A second indication followed in May 2015 when the FDA approved sirolimus for the treatment of lymphangioleiomyomatosis (LAM), a rare progressive lung disease affecting primarily women [2]. This approval was based on the MILES trial (N=89), which demonstrated stabilization of FEV1 decline and improvement in quality of life measures compared to placebo over 12 months. The drug remains available as 0.5 mg, 1 mg, and 2 mg tablets and as a 1 mg/mL oral solution under the brand name Rapamune.
Generic sirolimus tablets became available in 2014 after patent expiration. Multiple manufacturers now produce generic versions, which has reduced costs and broadened access. The FDA's Drugs@FDA database lists over a dozen approved generic applications for sirolimus tablets [3].
What the Sirolimus Label Actually Says
The current FDA-approved label restricts sirolimus to two indications: renal transplant rejection prophylaxis (in combination with cyclosporine and corticosteroids) and LAM [1]. The label carries a boxed warning. It states that only physicians experienced in immunosuppressive therapy and management of organ transplant patients should use sirolimus for the transplant indication. The boxed warning also notes increased susceptibility to infection and possible development of lymphoma.
For the transplant indication, the label recommends an initial loading dose of 6 mg followed by 2 mg daily, with trough level monitoring targeting 12 to 20 ng/mL in the first year when used with cyclosporine [1]. After cyclosporine withdrawal (typically at 2 to 4 months post-transplant), target troughs shift to 12 to 24 ng/mL.
For LAM, the label recommends a starting dose of 2 mg daily, adjusted to maintain trough concentrations between 5 and 15 ng/mL [2]. This is important context for clinicians. The doses being explored in longevity medicine (typically 1 to 6 mg once weekly) are far below the daily immunosuppressive regimens on the label.

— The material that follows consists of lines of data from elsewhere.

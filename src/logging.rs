//! Tracing configuration and log routing.
//!
//! The HTTP server and CLI log to stdout using a compact formatter plus a file layer. When
//! `SMARTDOC_LOG_FILE` is set, logs are appended to that path; otherwise a file logger is created
//! under `logs/smartdoc.log`. The MCP binary owns stdout for the protocol, so it installs the
//! file layer only.
use std::sync::OnceLock;

use tracing_appender::non_blocking::{NonBlocking, WorkerGuard};
use tracing_subscriber::{EnvFilter, fmt, prelude::*};

static LOG_GUARD: OnceLock<WorkerGuard> = OnceLock::new();

/// Configure tracing subscribers for stdout and file logging.
///
/// - Respects `RUST_LOG` for filtering (defaults to `info`).
/// - Installs a compact stdout layer and, when available, a file layer.
pub fn init_tracing() {
    let env_filter = default_filter();
    let stdout_layer = fmt::layer().with_target(false).compact();

    let registry = tracing_subscriber::registry()
        .with(env_filter)
        .with(stdout_layer);

    if let Some(writer) = configure_file_writer() {
        registry.with(file_layer(writer)).init();
    } else {
        registry.init();
    }
}

/// Configure file-only logging for transports that reserve stdout (MCP over stdio).
///
/// Falls back to stderr when no log file can be opened.
pub fn init_file_tracing() {
    let registry = tracing_subscriber::registry().with(default_filter());

    if let Some(writer) = configure_file_writer() {
        registry.with(file_layer(writer)).init();
    } else {
        registry
            .with(
                fmt::layer()
                    .with_writer(std::io::stderr)
                    .with_ansi(false)
                    .compact(),
            )
            .init();
    }
}

fn default_filter() -> EnvFilter {
    EnvFilter::try_from_default_env().unwrap_or_else(|_| EnvFilter::new("info"))
}

fn file_layer<S>(writer: NonBlocking) -> impl tracing_subscriber::Layer<S>
where
    S: tracing::Subscriber + for<'span> tracing_subscriber::registry::LookupSpan<'span>,
{
    fmt::layer()
        .with_writer(writer)
        .with_target(true)
        .with_ansi(false)
        .compact()
}

/// Build a non‑blocking writer for file logging.
///
/// Returns `None` when the logs directory cannot be created or the target file cannot be opened.
fn configure_file_writer() -> Option<NonBlocking> {
    if let Ok(path) = std::env::var("SMARTDOC_LOG_FILE") {
        match std::fs::OpenOptions::new()
            .create(true)
            .append(true)
            .open(&path)
        {
            Ok(file) => {
                let (non_blocking, guard) = tracing_appender::non_blocking(file);
                let _ = LOG_GUARD.set(guard);
                Some(non_blocking)
            }
            Err(err) => {
                eprintln!("Failed to open log file {path}: {err}");
                None
            }
        }
    } else {
        if let Err(err) = std::fs::create_dir_all("logs") {
            eprintln!("Failed to create logs directory: {err}");
            return None;
        }
        let file_appender = tracing_appender::rolling::never("logs", "smartdoc.log");
        let (non_blocking, guard) = tracing_appender::non_blocking(file_appender);
        let _ = LOG_GUARD.set(guard);
        Some(non_blocking)
    }
}
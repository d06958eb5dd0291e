//! Question answering capability: trait plus lexical and Ollama-backed adapters.

use crate::config::{Config, QaProvider};
use crate::embedding::tokenize;
use crate::processing::sanitize::split_sentences;
use async_trait::async_trait;
use reqwest::{Client, StatusCode};
use serde::Deserialize;
use serde_json::json;
use std::collections::HashSet;
use std::sync::Arc;
use thiserror::Error;

const STOPWORDS: &[&str] = &[
    "a", "an", "and", "are", "as", "at", "be", "by", "did", "do", "does", "for", "from", "how",
    "in", "is", "it", "of", "on", "or", "that", "the", "this", "to", "was", "were", "what", "when",
    "where", "which", "who", "whom", "why", "with",
];

/// Errors surfaced by question answering providers.
#[derive(Debug, Error)]
pub enum QaClientError {
    /// Provider was unreachable.
    #[error("Question answering provider unavailable: {0}")]
    ProviderUnavailable(String),
    /// Provider returned an error response.
    #[error("Failed to answer question: {0}")]
    GenerationFailed(String),
    /// Provider response could not be parsed.
    #[error("Malformed provider response: {0}")]
    InvalidResponse(String),
}

/// Answer span proposed by a provider for one context.
#[derive(Debug, Clone, PartialEq, Deserialize)]
pub struct QaCandidate {
    /// Extracted answer text.
    pub answer: String,
    /// Provider certainty in `[0, 1]`.
    pub confidence: f32,
}

/// Interface implemented by question answering providers.
#[async_trait]
pub trait QuestionAnsweringClient: Send + Sync {
    /// Answer `question` using only `context`.
    async fn answer(&self, question: &str, context: &str) -> Result<QaCandidate, QaClientError>;
}

/// Extractive answerer returning the context sentence sharing the most question terms.
///
/// Confidence is the fraction of distinct question terms found in the chosen sentence.
#[derive(Default)]
pub struct LexicalQaClient;

impl LexicalQaClient {
    /// Create a lexical answerer.
    pub const fn new() -> Self {
        Self
    }
}

fn question_terms(question: &str) -> HashSet<String> {
    let all: HashSet<String> = tokenize(question).collect();
    let content: HashSet<String> = all
        .iter()
        .filter(|term| !STOPWORDS.contains(&term.as_str()))
        .cloned()
        .collect();
    if content.is_empty() { all } else { content }
}

#[async_trait]
impl QuestionAnsweringClient for LexicalQaClient {
    async fn answer(&self, question: &str, context: &str) -> Result<QaCandidate, QaClientError> {
        let terms = question_terms(question);
        let mut best: Option<(&str, usize)> = None;

        for sentence in split_sentences(context) {
            let sentence_terms: HashSet<String> = tokenize(sentence).collect();
            let hits = terms.intersection(&sentence_terms).count();
            // strictly greater keeps the earliest sentence on ties
            if best.is_none_or(|(_, best_hits)| hits > best_hits) {
                best = Some((sentence, hits));
            }
        }

        let Some((sentence, hits)) = best else {
            return Ok(QaCandidate {
                answer: String::new(),
                confidence: 0.0,
            });
        };

        let confidence = if terms.is_empty() {
            0.0
        } else {
            hits as f32 / terms.len() as f32
        };

        Ok(QaCandidate {
            answer: sentence.to_string(),
            confidence,
        })
    }
}

/// Question answering client backed by a local Ollama runtime (`/api/generate`, JSON mode).
pub struct OllamaQaClient {
    http: Client,
    base_url: String,
    model: String,
}

impl OllamaQaClient {
    /// Build a client for `model` served at `base_url`.
    pub fn new(base_url: String, model: String) -> Result<Self, QaClientError> {
        let http = Client::builder()
            .user_agent("smartdoc/qa")
            .build()
            .map_err(|error| QaClientError::ProviderUnavailable(error.to_string()))?;
        Ok(Self {
            http,
            base_url,
            model,
        })
    }

    fn endpoint(&self) -> String {
        format!("{}/api/generate", self.base_url.trim_end_matches('/'))
    }
}

fn build_qa_prompt(question: &str, context: &str) -> String {
    format!(
        "System: Answer the question using only the context. Quote the shortest span that answers it. \
Reply with a JSON object {{\"answer\": string, \"confidence\": number between 0 and 1}}. \
Use an empty answer and confidence 0 when the context does not contain the answer.\n\n\
Context:\n{context}\n\nQuestion: {question}"
    )
}

#[derive(Debug, Deserialize)]
struct OllamaResponse {
    response: String,
    done: bool,
}

#[async_trait]
impl QuestionAnsweringClient for OllamaQaClient {
    async fn answer(&self, question: &str, context: &str) -> Result<QaCandidate, QaClientError> {
        let payload = json!({
            "model": self.model,
            "prompt": build_qa_prompt(question, context),
            "stream": false,
            "format": "json",
            "options": {
                "temperature": 0.0,
            }
        });

        let response = self
            .http
            .post(self.endpoint())
            .json(&payload)
            .send()
            .await
            .map_err(|error| {
                QaClientError::ProviderUnavailable(format!(
                    "failed to reach Ollama at {}: {error}",
                    self.base_url
                ))
            })?;

        if response.status() == StatusCode::NOT_FOUND {
            return Err(QaClientError::ProviderUnavailable(format!(
                "Ollama endpoint {} returned 404",
                self.endpoint()
            )));
        }

        if !response.status().is_success() {
            let status = response.status();
            let body = response.text().await.unwrap_or_default();
            return Err(QaClientError::GenerationFailed(format!(
                "Ollama returned {status}: {body}"
            )));
        }

        let body: OllamaResponse = response.json().await.map_err(|error| {
            QaClientError::InvalidResponse(format!("failed to decode Ollama response: {error}"))
        })?;

        if !body.done {
            return Err(QaClientError::InvalidResponse(
                "Ollama response incomplete (streaming not supported)".into(),
            ));
        }

        let candidate: QaCandidate = serde_json::from_str(body.response.trim()).map_err(|error| {
            QaClientError::InvalidResponse(format!("answer is not the expected JSON: {error}"))
        })?;

        Ok(QaCandidate {
            answer: candidate.answer.trim().to_string(),
            confidence: candidate.confidence,
        })
    }
}

/// Build the question answering client selected by the configuration.
pub fn build_qa_client(config: &Config) -> Result<Arc<dyn QuestionAnsweringClient>, QaClientError> {
    Ok(match config.qa_provider {
        QaProvider::Lexical => Arc::new(LexicalQaClient::new()),
        QaProvider::Ollama => Arc::new(OllamaQaClient::new(
            config.ollama_url.clone(),
            config.qa_model.clone(),
        )?),
    })
}

#[cfg(test)]
mod tests {
    use super::*;
    use httpmock::{Method::POST, MockServer};

    #[tokio::test]
    async fn lexical_client_picks_sentence_with_most_terms() {
        let client = LexicalQaClient::new();
        let candidate = client
            .answer(
                "Who maintained the lighthouse?",
                "The harbor froze in winter. Agnes maintained the lighthouse for thirty years. Ships rarely came.",
            )
            .await
            .unwrap();

        assert_eq!(candidate.answer, "Agnes maintained the lighthouse for thirty years.");
        assert!((candidate.confidence - 1.0).abs() < f32::EPSILON);
    }

    #[tokio::test]
    async fn lexical_client_reports_zero_confidence_without_overlap() {
        let client = LexicalQaClient::new();
        let candidate = client
            .answer("Who won the derby?", "Bread rises with yeast. Ovens bake it.")
            .await
            .unwrap();

        assert_eq!(candidate.answer, "Bread rises with yeast.");
        assert_eq!(candidate.confidence, 0.0);
    }

    #[tokio::test]
    async fn lexical_client_handles_empty_context() {
        let candidate = LexicalQaClient::new().answer("Why?", "").await.unwrap();
        assert!(candidate.answer.is_empty());
        assert_eq!(candidate.confidence, 0.0);
    }

    #[tokio::test]
    async fn ollama_client_parses_json_answer() {
        let server = MockServer::start_async().await;
        let client = OllamaQaClient::new(server.base_url(), "llama".into()).expect("client");

        let mock = server
            .mock_async(|when, then| {
                when.method(POST)
                    .path("/api/generate")
                    .json_body_partial(r#"{"format":"json"}"#);
                then.status(200).json_body(json!({
                    "response": "{\"answer\": \" Agnes \", \"confidence\": 0.82}",
                    "done": true
                }));
            })
            .await;

        let candidate = client
            .answer("Who maintained the lighthouse?", "Agnes did.")
            .await
            .expect("candidate");

        mock.assert();
        assert_eq!(candidate.answer, "Agnes");
        assert!((candidate.confidence - 0.82).abs() < 1e-6);
    }

    #[tokio::test]
    async fn ollama_client_rejects_non_json_answer() {
        let server = MockServer::start_async().await;
        let client = OllamaQaClient::new(server.base_url(), "llama".into()).expect("client");

        server
            .mock_async(|when, then| {
                when.method(POST).path("/api/generate");
                then.status(200).json_body(json!({
                    "response": "Agnes, probably.",
                    "done": true
                }));
            })
            .await;

        let error = client.answer("Who?", "Agnes did.").await.expect_err("error");
        assert!(matches!(error, QaClientError::InvalidResponse(_)));
    }
}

Key label warnings include immunosuppression-related infections, hyperlipidemia, impaired wound healing, and interstitial lung disease [4]. The label also notes that sirolimus should not be used simultaneously with strong CYP3A4 inhibitors (such as ketoconazole, voriconazole, or clarithromycin) or inducers (such as rifampin) without dose adjustment.
Compounding Regulations: 503A and 503B Pathways
Compounding pharmacies in the United States operate under two primary regulatory frameworks established by the Drug Quality and Security Act (DQSA) of 2013 [5]. Understanding both pathways is necessary for patients and prescribers considering compounded sirolimus.
Section 503A pharmacies are traditional compounding pharmacies that prepare medications based on individual patient prescriptions. Under 503A, a pharmacy may compound sirolimus if a licensed prescriber writes a patient-specific prescription, the pharmacy does not compound "essentially a copy" of a commercially available product without a clinical change (such as a different dosage form, strength, or removal of an allergen), and the pharmacy complies with state board of pharmacy regulations [5].
Section 503B outsourcing facilities may compound without patient-specific prescriptions and can distribute larger quantities, but they must register with the FDA, comply with current good manufacturing practice (cGMP) requirements, and submit to FDA inspections [5]. These facilities can produce compounded sirolimus in batches.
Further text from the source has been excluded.